◆ **Activity**:
If a line below contains the string "impl", return that line.

◆ **Exercise data**:
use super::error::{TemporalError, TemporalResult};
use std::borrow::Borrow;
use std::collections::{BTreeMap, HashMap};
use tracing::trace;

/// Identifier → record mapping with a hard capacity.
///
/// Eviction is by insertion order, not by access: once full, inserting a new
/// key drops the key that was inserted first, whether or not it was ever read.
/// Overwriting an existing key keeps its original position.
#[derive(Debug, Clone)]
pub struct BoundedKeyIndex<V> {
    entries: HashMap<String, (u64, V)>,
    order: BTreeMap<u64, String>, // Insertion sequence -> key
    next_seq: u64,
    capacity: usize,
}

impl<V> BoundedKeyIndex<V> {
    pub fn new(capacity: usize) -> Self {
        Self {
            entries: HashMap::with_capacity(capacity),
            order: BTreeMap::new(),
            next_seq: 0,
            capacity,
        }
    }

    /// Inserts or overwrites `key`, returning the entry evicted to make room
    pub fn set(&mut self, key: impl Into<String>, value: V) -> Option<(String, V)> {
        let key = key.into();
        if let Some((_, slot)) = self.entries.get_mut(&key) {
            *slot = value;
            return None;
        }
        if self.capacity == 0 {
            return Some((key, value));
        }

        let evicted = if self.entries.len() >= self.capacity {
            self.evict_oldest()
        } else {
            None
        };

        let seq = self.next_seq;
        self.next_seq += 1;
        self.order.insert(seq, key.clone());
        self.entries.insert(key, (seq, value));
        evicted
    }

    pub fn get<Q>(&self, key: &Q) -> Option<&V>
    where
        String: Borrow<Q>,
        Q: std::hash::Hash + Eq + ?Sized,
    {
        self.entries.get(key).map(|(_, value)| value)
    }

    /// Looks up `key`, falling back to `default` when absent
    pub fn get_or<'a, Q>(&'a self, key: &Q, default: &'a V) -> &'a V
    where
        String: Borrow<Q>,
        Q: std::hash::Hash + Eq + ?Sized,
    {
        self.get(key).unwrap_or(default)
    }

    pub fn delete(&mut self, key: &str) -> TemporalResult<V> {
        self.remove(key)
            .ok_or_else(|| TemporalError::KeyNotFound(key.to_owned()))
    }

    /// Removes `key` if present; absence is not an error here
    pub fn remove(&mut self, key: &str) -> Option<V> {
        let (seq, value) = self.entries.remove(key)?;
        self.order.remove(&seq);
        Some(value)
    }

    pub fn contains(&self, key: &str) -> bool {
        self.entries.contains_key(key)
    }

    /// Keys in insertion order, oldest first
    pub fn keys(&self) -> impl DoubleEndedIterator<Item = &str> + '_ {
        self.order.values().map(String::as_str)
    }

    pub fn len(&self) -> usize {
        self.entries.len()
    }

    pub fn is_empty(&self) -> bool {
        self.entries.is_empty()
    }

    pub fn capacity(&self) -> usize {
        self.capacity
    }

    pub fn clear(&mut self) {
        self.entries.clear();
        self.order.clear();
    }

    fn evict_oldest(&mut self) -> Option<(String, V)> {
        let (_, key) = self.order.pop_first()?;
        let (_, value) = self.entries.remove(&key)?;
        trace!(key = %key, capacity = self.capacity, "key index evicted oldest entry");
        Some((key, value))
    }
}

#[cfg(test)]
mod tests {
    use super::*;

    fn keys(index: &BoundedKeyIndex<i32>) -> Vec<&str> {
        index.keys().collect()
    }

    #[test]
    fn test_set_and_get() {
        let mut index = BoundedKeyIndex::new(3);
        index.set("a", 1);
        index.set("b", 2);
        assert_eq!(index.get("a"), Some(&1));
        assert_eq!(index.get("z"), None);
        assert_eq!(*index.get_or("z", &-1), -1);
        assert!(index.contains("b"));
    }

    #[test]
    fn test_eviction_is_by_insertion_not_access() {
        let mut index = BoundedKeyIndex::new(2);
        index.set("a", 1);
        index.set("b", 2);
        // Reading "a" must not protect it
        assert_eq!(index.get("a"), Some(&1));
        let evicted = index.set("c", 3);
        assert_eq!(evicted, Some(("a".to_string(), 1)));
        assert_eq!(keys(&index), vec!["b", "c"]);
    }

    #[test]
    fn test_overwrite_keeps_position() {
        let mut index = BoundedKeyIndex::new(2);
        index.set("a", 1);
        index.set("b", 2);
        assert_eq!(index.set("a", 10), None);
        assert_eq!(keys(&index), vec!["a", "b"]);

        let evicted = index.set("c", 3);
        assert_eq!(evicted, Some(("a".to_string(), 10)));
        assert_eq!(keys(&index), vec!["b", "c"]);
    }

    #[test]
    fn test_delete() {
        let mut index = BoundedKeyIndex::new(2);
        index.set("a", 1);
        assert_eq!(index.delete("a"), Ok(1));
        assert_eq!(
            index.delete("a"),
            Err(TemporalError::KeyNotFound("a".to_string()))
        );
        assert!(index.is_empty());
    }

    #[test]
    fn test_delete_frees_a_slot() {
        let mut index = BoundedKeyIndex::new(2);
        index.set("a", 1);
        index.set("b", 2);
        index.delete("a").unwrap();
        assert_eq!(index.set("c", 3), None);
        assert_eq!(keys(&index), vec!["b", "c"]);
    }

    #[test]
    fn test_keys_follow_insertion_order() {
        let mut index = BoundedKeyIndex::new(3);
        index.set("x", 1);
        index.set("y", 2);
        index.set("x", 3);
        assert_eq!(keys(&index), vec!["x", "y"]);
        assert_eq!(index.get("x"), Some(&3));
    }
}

◆ **Response for this exercise**:
impl<V> BoundedKeyIndex<V> {
    pub fn set(&mut self, key: impl Into<String>, value: V) -> Option<(String, V)> {
    pub fn keys(&self) -> impl DoubleEndedIterator<Item = &str> + '_ {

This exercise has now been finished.